Supplied entries »

=====

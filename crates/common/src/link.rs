//! Share link codec
//!
//! A share link is `address ++ password ++ mode-flag` run through a fixed
//! Caesar shift. It hides the address from a casual glance and nothing more:
//! there is no key, and the password is a constant shared by every link.

use serde::{Deserialize, Serialize};

use crate::types::ShareMode;
use crate::{Error, Result};

/// Password embedded in every link and handed to the viewer on redemption
pub const DEFAULT_LINK_PASSWORD: &str = "achour";

/// Shift applied when encoding
pub const DEFAULT_LINK_SHIFT: i32 = 3;

/// Shift ASCII letters (within their case) and digits (mod 10) by `n`.
/// Everything else is copied through.
pub fn shift(s: &str, n: i32) -> String {
    s.chars()
        .map(|c| match c {
            'a'..='z' => rotate(c, b'a', 26, n),
            'A'..='Z' => rotate(c, b'A', 26, n),
            '0'..='9' => rotate(c, b'0', 10, n),
            _ => c,
        })
        .collect()
}

fn rotate(c: char, base: u8, modulus: i32, n: i32) -> char {
    let offset = (c as u8 - base) as i32;
    let shifted = (offset + n).rem_euclid(modulus);
    (base + shifted as u8) as char
}

/// Contents of a decoded link
#[derive(Debug, Clone, PartialEq, Eq, Serialize, Deserialize)]
pub struct DecodedLink {
    pub target_address: String,
    pub password: String,
    pub mode: ShareMode,
}

/// Encoder/decoder for share links
#[derive(Debug, Clone)]
pub struct LinkCodec {
    password: String,
    shift: i32,
}

impl Default for LinkCodec {
    fn default() -> Self {
        Self::new(DEFAULT_LINK_PASSWORD, DEFAULT_LINK_SHIFT)
    }
}

impl LinkCodec {
    pub fn new(password: impl Into<String>, shift: i32) -> Self {
        Self {
            password: password.into(),
            shift,
        }
    }

    pub fn password(&self) -> &str {
        &self.password
    }

    pub fn encode(&self, target_address: &str, mode: ShareMode) -> String {
        let raw = format!("{}{}{}", target_address, self.password, mode.flag());
        shift(&raw, self.shift)
    }

    /// Reverse [`LinkCodec::encode`].
    ///
    /// The password is removed only as a suffix of the text preceding the
    /// mode flag, so an address that happens to contain it survives intact.
    pub fn decode(&self, link: &str) -> Result<DecodedLink> {
        let link = link.trim();
        if link.is_empty() {
            return Err(Error::Decode("link is empty".to_string()));
        }

        let decoded = shift(link, -self.shift);
        let mut chars = decoded.chars();
        let flag = chars
            .next_back()
            .ok_or_else(|| Error::Decode("link is empty".to_string()))?;
        let mode = ShareMode::from_flag(flag)
            .ok_or_else(|| Error::Decode(format!("unknown mode flag {:?}", flag)))?;

        let target_address = chars
            .as_str()
            .strip_suffix(self.password.as_str())
            .ok_or_else(|| Error::Decode("link does not carry the share password".to_string()))?;
        if target_address.is_empty() {
            return Err(Error::Decode("link carries no address".to_string()));
        }

        Ok(DecodedLink {
            target_address: target_address.to_string(),
            password: self.password.clone(),
            mode,
        })
    }
}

=====

The line containing "let mut chars = decoded.chars();" opens the range, and the last line of the entries closes it; copy that range exactly.

Solved exercise »
        let mut chars = decoded.chars();
        let flag = chars
            .next_back()
            .ok_or_else(|| Error::Decode("link is empty".to_string()))?;
        let mode = ShareMode::from_flag(flag)
            .ok_or_else(|| Error::Decode(format!("unknown mode flag {:?}", flag)))?;

        let target_address = chars
            .as_str()
            .strip_suffix(self.password.as_str())
            .ok_or_else(|| Error::Decode("link does not carry the share password".to_string()))?;
        if target_address.is_empty() {
            return Err(Error::Decode("link carries no address".to_string()));
        }

        Ok(DecodedLink {
            target_address: target_address.to_string(),
            password: self.password.clone(),
            mode,
        })
    }
}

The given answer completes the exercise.